For the entries below, report every line that includes the word "resized".

*PROVIDED RECORDS*.
• • • • • • •
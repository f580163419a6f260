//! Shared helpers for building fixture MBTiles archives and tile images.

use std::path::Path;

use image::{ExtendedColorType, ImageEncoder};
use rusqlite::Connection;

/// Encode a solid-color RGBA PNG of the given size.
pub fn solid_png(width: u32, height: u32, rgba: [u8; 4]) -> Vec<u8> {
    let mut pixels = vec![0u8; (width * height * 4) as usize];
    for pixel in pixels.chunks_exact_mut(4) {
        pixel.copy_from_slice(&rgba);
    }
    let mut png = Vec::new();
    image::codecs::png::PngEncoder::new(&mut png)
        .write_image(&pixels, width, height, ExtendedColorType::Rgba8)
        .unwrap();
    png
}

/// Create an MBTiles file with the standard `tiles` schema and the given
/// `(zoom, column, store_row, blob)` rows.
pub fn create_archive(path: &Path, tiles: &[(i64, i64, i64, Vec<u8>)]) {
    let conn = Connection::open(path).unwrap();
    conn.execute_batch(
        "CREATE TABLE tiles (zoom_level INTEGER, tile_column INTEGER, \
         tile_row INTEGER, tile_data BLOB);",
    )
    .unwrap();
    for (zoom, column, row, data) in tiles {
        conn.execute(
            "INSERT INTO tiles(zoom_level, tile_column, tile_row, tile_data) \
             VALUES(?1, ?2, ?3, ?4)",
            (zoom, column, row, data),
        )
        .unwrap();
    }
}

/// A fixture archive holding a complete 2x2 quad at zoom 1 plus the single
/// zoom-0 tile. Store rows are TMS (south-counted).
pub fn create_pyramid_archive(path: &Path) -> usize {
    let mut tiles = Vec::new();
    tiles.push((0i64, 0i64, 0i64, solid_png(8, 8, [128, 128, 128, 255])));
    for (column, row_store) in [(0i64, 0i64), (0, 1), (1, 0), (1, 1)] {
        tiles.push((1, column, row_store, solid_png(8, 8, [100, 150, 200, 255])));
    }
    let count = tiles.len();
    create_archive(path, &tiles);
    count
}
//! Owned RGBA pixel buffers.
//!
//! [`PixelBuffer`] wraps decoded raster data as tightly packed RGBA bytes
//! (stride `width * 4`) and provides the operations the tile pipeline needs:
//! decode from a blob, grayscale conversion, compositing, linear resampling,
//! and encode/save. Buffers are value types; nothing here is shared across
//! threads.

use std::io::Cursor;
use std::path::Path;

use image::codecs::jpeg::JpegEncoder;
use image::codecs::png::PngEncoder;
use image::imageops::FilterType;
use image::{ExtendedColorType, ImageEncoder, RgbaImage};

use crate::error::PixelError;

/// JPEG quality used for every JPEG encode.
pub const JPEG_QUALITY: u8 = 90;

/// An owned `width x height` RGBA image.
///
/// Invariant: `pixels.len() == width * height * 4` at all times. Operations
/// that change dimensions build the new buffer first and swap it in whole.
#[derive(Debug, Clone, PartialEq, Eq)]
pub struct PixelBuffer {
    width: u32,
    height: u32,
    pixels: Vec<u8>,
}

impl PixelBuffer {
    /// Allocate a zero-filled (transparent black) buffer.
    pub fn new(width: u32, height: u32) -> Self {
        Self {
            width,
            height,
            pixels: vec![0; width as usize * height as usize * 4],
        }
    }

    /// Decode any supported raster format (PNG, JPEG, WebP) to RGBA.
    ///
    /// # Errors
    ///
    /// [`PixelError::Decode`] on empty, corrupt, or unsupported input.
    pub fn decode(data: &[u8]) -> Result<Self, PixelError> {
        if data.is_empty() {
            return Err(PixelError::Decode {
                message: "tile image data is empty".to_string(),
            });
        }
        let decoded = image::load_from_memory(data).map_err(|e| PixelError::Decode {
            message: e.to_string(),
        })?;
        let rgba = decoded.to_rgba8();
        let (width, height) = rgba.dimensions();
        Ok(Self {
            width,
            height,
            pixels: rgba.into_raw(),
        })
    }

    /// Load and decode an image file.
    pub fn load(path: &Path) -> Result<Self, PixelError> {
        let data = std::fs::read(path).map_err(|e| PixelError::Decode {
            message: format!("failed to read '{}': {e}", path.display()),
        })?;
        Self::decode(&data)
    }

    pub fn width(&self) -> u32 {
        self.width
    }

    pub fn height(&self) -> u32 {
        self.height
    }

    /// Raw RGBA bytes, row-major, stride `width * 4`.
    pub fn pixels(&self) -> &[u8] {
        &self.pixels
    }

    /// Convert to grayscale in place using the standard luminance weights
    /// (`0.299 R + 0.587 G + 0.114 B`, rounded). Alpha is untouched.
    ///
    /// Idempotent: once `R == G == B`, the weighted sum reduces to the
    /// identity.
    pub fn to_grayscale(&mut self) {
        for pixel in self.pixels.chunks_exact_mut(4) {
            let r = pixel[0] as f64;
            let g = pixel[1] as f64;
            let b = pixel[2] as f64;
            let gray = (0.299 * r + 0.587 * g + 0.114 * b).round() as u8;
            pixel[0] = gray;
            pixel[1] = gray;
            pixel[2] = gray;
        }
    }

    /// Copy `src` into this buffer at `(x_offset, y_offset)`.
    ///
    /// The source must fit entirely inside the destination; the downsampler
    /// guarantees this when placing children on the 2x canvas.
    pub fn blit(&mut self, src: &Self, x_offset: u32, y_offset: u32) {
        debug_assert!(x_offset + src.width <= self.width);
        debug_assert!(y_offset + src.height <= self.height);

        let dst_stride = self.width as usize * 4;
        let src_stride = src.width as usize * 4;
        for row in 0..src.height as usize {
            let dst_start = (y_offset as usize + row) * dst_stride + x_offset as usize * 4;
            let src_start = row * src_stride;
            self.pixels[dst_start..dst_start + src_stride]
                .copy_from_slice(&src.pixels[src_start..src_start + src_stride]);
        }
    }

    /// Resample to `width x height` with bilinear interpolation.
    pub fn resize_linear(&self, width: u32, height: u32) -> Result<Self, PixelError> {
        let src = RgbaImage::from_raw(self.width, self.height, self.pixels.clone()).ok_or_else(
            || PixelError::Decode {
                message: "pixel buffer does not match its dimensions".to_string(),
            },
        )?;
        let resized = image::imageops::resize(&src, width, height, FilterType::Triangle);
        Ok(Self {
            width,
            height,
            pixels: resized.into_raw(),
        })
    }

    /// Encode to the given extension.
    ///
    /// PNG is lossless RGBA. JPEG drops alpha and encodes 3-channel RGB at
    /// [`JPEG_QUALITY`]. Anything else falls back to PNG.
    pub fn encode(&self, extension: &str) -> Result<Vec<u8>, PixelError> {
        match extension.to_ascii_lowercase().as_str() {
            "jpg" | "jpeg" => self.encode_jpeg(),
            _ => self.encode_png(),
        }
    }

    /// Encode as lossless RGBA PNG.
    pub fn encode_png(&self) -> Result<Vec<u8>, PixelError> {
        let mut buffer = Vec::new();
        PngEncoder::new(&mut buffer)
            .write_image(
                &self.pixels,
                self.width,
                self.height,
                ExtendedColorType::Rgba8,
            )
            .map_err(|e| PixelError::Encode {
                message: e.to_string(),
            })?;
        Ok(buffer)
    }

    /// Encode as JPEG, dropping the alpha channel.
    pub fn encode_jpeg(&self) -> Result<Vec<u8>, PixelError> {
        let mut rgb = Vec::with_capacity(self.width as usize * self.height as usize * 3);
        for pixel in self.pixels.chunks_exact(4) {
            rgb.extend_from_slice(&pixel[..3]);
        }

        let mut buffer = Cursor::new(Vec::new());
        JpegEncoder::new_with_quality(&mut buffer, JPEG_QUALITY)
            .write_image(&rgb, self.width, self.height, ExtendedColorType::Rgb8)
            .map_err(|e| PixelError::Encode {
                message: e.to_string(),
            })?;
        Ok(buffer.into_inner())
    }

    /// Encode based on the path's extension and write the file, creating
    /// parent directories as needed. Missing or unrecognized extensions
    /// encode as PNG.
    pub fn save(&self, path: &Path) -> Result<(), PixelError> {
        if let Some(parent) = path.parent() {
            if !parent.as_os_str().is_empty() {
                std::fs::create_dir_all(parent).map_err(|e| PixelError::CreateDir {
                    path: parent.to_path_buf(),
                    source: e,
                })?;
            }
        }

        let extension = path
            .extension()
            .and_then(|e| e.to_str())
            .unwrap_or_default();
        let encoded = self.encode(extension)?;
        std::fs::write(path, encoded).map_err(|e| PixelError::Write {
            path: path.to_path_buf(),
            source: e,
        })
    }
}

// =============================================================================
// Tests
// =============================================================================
• • • • • • •
*ANSWER FOR THIS EXERCISE*.
        let resized = image::imageops::resize(&src, width, height, FilterType::Triangle);
            pixels: resized.into_raw(),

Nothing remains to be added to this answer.